AVAILABLE DATA Block Start

use salvo::http::StatusCode;
use salvo::writing::Json;
use salvo::{Depot, Request, Response, async_trait};
use thiserror::Error;

use crate::app::api::ErrorResponse;
use sacristy_core::error::CoreError;
use sacristy_db::error::DbError;
use sacristy_service::error::ServiceError;

/// Application-level errors (HTTP layer)
#[derive(Error, Debug)]
pub enum AppError {
    #[error(transparent)]
    ServiceError(#[from] ServiceError),

    #[error(transparent)]
    DatabaseError(#[from] DbError),

    #[error(transparent)]
    CoreError(#[from] CoreError),

    #[error("Diesel error: {0}")]
    DieselError(#[from] diesel::result::Error),
}

pub type AppResult<T> = std::result::Result<T, AppError>;

impl AppError {
    fn status_code(&self) -> StatusCode {
        match self {
            Self::ServiceError(err) => service_status(err),
            Self::DatabaseError(err) => db_status(err),
            Self::CoreError(err) => core_status(err),
            Self::DieselError(err) => diesel_status(err),
        }
    }

    /// Message safe to hand to the client. Server-side failures are
    /// collapsed; the detail goes to the log, not the response body.
    fn public_message(&self) -> String {
        match self.status_code() {
            StatusCode::SERVICE_UNAVAILABLE => "Database unavailable".to_string(),
            StatusCode::INTERNAL_SERVER_ERROR => "Internal server error".to_string(),
            _ => self.to_string(),
        }
    }
}

fn service_status(err: &ServiceError) -> StatusCode {
    match err {
        ServiceError::NotAuthenticated => StatusCode::UNAUTHORIZED,
        ServiceError::AuthorizationError(_) => StatusCode::FORBIDDEN,
        ServiceError::NotFound(_) => StatusCode::NOT_FOUND,
        ServiceError::ValidationError(_) => StatusCode::BAD_REQUEST,
        ServiceError::Conflict(_) => StatusCode::CONFLICT,
        ServiceError::DatabaseError(db) => db_status(db),
        ServiceError::DieselError(diesel_err) => diesel_status(diesel_err),
        ServiceError::CoreError(core) => core_status(core),
        ServiceError::InvalidConfiguration(_) | ServiceError::InvariantViolation(_) => {
            StatusCode::INTERNAL_SERVER_ERROR
        }
    }
}

fn db_status(err: &DbError) -> StatusCode {
    match err {
        DbError::PoolError(_) => StatusCode::SERVICE_UNAVAILABLE,
        DbError::DatabaseError(diesel_err) => diesel_status(diesel_err),
        DbError::CoreError(core) => core_status(core),
    }
}

fn diesel_status(err: &diesel::result::Error) -> StatusCode {
    match err {
        diesel::result::Error::NotFound => StatusCode::NOT_FOUND,
        diesel::result::Error::DatabaseError(
            diesel::result::DatabaseErrorKind::UniqueViolation,
            _,
        ) => StatusCode::BAD_REQUEST,
        diesel::result::Error::DatabaseError(
            diesel::result::DatabaseErrorKind::ForeignKeyViolation,
            _,
        ) => StatusCode::CONFLICT,
        _ => StatusCode::INTERNAL_SERVER_ERROR,
    }
}

fn core_status(err: &CoreError) -> StatusCode {
    match err {
        CoreError::NotFound(_) => StatusCode::NOT_FOUND,
        CoreError::ValidationError(_) => StatusCode::BAD_REQUEST,
        CoreError::InvalidConfiguration(_) | CoreError::InvariantViolation(_) => {
            StatusCode::INTERNAL_SERVER_ERROR
        }
    }
}

/// Renders every handler error as the JSON error body with the mapped
/// status, so handlers can use `?` throughout.
#[async_trait]
impl salvo::Writer for AppError {
    async fn write(mut self, _req: &mut Request, _depot: &mut Depot, res: &mut Response) {
        let status = self.status_code();

        if status.is_server_error() {
            tracing::error!(error = ?self, "Request failed");
        } else {
            tracing::debug!(error = %self, status = %status, "Request rejected");
        }

        res.status_code(status);
        res.render(Json(ErrorResponse {
            error: self.public_message(),
        }));
    }
}

#[cfg(test)]
mod tests {
    use super::*;

    #[test]
    fn test_not_authenticated_maps_to_401() {
        let err = AppError::ServiceError(ServiceError::NotAuthenticated);
        assert_eq!(err.status_code(), StatusCode::UNAUTHORIZED);
    }

    #[test]
    fn test_missing_row_maps_to_404() {
        let err = AppError::DieselError(diesel::result::Error::NotFound);
        assert_eq!(err.status_code(), StatusCode::NOT_FOUND);
    }

    #[test]
    fn test_validation_maps_to_400_and_keeps_message() {
        let err = AppError::ServiceError(ServiceError::ValidationError(
            "Description is required".to_string(),
        ));
        assert_eq!(err.status_code(), StatusCode::BAD_REQUEST);
        assert!(err.public_message().contains("Description is required"));
    }

    #[test]
    fn test_server_errors_hide_detail() {
        let err = AppError::ServiceError(ServiceError::InvalidConfiguration(
            "secret leaked here".to_string(),
        ));
        assert_eq!(err.status_code(), StatusCode::INTERNAL_SERVER_ERROR);
        assert!(!err.public_message().contains("secret"));
    }
}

AVAILABLE DATA Block End

▶ REQUIREMENT
Within the entries, find each line holding the string "AppError". Reply with how many there are, as a number alone.

▶ OUTPUT OF THE EXERCISE
8